Accordingly, the short fill command response packet is divided into
a Q1 fill marker packet that maintains the ordering in the Q1
virtual channel and a Q2 long fill packet that is transmitted over
the Q2 virtual channel to the requesting processor. The Q2 long
fill packet contains the data requested by the processor in
connection with the memory read operation. Therefore, the data is
returned to the processor in an efficient manner that increases the
performance of the processor and the SMP system.
[0054] Broadly stated, decomposition logic in the GP of a QBB node
decomposes the combined command response packet in response to
detecting a non-flow controlled Q2 channel in the presence of a
flow controlled Q1 channel. The decomposition logic essentially
replicates the command response packet and changes the command type
of the replicated packet to a long fill Q2 command packet that
includes the requested data. The replicated packet is then
forwarded over the Q2 channel to the requesting processor.
Meanwhile, the decomposition logic changes the command type of the
command response packet within the Q1 channel to a fill marker and
maintains that Q1 command within the Q1 virtual channel.
[0055] The decomposition logic is located primarily within the GPA
ASIC of each GP within a QBB node, although the data component of a
combined packet is handled by the GPD ASIC of the GP. Although
splitting a combined packet into two discrete packets consumes more
bandwidth over the system interconnect, the inventive technique
actually increases performance in a situation where the ordered
channel is stalled and the unordered Q2 channel is available.

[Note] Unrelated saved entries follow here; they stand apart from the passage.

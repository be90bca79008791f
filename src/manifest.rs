use indexmap::IndexMap;
use miette::Diagnostic;
use serde::{Deserialize, Serialize};
use serde_json::Value;
use thiserror::Error;

/// Version every freshly scaffolded project starts at, regardless of the
/// template's own version.
pub const INITIAL_VERSION: &str = "0.1.0";

/// Fields that only make sense for the published template package itself.
const PACKAGING_FIELDS: &[&str] = &["bin", "files"];

#[derive(Debug, Error, Diagnostic)]
pub enum ManifestError {
    #[error("the template has no package.json to configure")]
    #[diagnostic(
        code(create_hgraph_app::manifest::missing),
        help("Make sure the template source contains a package.json at its root.")
    )]
    Missing,

    #[error("unable to parse package.json")]
    #[diagnostic(code(create_hgraph_app::manifest::parse), help("Review the template's package.json"))]
    Parse {
        #[source]
        source: serde_json::Error,
    },

    #[error("unable to serialize package.json")]
    #[diagnostic(code(create_hgraph_app::manifest::serialize))]
    Serialize {
        #[source]
        source: serde_json::Error,
    },
}

/// A `package.json` held as an ordered key/value mapping so that unknown
/// keys survive a read/patch/write round trip in their original order.
#[derive(Debug, Clone, Deserialize, Serialize)]
pub struct Manifest(pub IndexMap<String, Value>);

impl Manifest {
    pub fn from_slice(bytes: &[u8]) -> Result<Self, ManifestError> {
        serde_json::from_slice(bytes).map_err(|error| ManifestError::Parse { source: error })
    }

    /// Rewrites the manifest for a freshly scaffolded project: `name` and
    /// `version` are overwritten in place and the packaging-only fields of
    /// the published template are dropped.
    pub fn configure_for(&mut self, project_name: &str) {
        self.0.insert(
            "name".to_string(),
            Value::String(project_name.to_string()),
        );
        self.0.insert(
            "version".to_string(),
            Value::String(INITIAL_VERSION.to_string()),
        );

        for field in PACKAGING_FIELDS {
            self.0.shift_remove(*field);
        }
    }

    /// Serializes with two-space indentation and a trailing newline.
    pub fn to_bytes(&self) -> Result<Vec<u8>, ManifestError> {
        let mut bytes = serde_json::to_vec_pretty(self)
            .map_err(|error| ManifestError::Serialize { source: error })?;

        bytes.push(b'\n');

        Ok(bytes)
    }
}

Previous systems may be configured to always issue the data and
ordered components as separate packets; yet, this type of
configuration is generally inefficient because it always consumes
more bandwidth than the illustrative embodiment wherein a combined
packet is often used to respond to a memory reference request.
[0056] FIG. 5 is a schematic block diagram showing an arrangement
500 between a processor and the QSA/QSD ASICs of a local switch
within a QBB node. Each processor includes an output buffer 502
that can accommodate a plurality of, e.g., up to eight (8),
outstanding references. These references are issued to the local
switch 210 and stored in buffers of the QSA and QSD ASICs.
Specifically, the QSD includes eight (8) data buffers 504a-h, each
adapted to accommodate up to eight (8) outstanding memory reference
operations issued by the processor to the memory.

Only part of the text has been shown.